use bisindo_predictor::config::Config;
use bisindo_predictor::config_manager::{
    get_model_path, load_config, save_config, ConfigDocument,
};
use bisindo_predictor::image_classifier::{
    impl_fake::ImageClassifierFake, interface::ImageClassifier,
};
use bisindo_predictor::library::logger::{impl_console::LoggerConsole, interface::Logger};
use bisindo_predictor::predictor::Predictor;
use bisindo_predictor::result_logger::ResultLogger;
use bisindo_predictor::{app, console};
use std::path::PathBuf;
use std::sync::Arc;

fn main() -> Result<(), Box<dyn std::error::Error + Send + Sync>> {
    let config = Config::default();

    let logger: Arc<dyn Logger + Send + Sync> =
        Arc::new(LoggerConsole::new(config.logger_timezone));

    let document = match load_config(&config.config_path)? {
        Some(document) => document,
        None => {
            logger.info(&format!(
                "No config at {}, writing defaults",
                config.config_path.display()
            ))?;
            let document = ConfigDocument::default();
            save_config(&document, &config.config_path)?;
            document
        }
    };

    match get_model_path(&config.model_type, Some(&document)) {
        Some(path) => logger.info(&format!("{} model: {}", config.model_type, path))?,
        None => logger.info(&format!("No model path for {}", config.model_type))?,
    }

    // No pretrained model runtime is linked in; predictions come from the fake.
    let image_classifier: Arc<dyn ImageClassifier + Send + Sync> =
        Arc::new(ImageClassifierFake::new(logger.clone()));

    let result_logger = match &config.result_log_dir {
        Some(log_dir) => Some(ResultLogger::new(log_dir, config.logger_timezone)?),
        None => None,
    };

    let predictor = Predictor::new(
        config.clone(),
        logger.clone(),
        image_classifier,
        result_logger,
    );

    let files: Vec<PathBuf> = std::env::args_os().skip(1).map(PathBuf::from).collect();

    if files.is_empty() {
        app::run(predictor, document, logger)?;
    } else {
        console::run(&predictor, &files, logger)?;
    }

    Ok(())
}
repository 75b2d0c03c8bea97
pub mod impl_console;
pub mod interface;
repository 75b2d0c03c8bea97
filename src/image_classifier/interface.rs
use crate::ranking::LabelSet;
use image::DynamicImage;

/// Raw model output for one image: one score per class in `labels`.
#[derive(Debug, Clone)]
pub struct ClassifierOutput {
    pub probabilities: Vec<f32>,
    pub labels: LabelSet,
}

pub trait ImageClassifier {
    fn classify(
        &self,
        image: &DynamicImage,
    ) -> Result<ClassifierOutput, Box<dyn std::error::Error + Send + Sync>>;
}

○ ○ ○

* [Directions]
Above are the records; repeat exactly the lines from the one holding "config.config_path.display()" down to the one holding "let result_logger = match", end lines included.

* [Exercise answer]
                config.config_path.display()
            ))?;
            let document = ConfigDocument::default();
            save_config(&document, &config.config_path)?;
            document
        }
    };

    match get_model_path(&config.model_type, Some(&document)) {
        Some(path) => logger.info(&format!("{} model: {}", config.model_type, path))?,
        None => logger.info(&format!("No model path for {}", config.model_type))?,
    }

    // No pretrained model runtime is linked in; predictions come from the fake.
    let image_classifier: Arc<dyn ImageClassifier + Send + Sync> =
        Arc::new(ImageClassifierFake::new(logger.clone()));

    let result_logger = match &config.result_log_dir {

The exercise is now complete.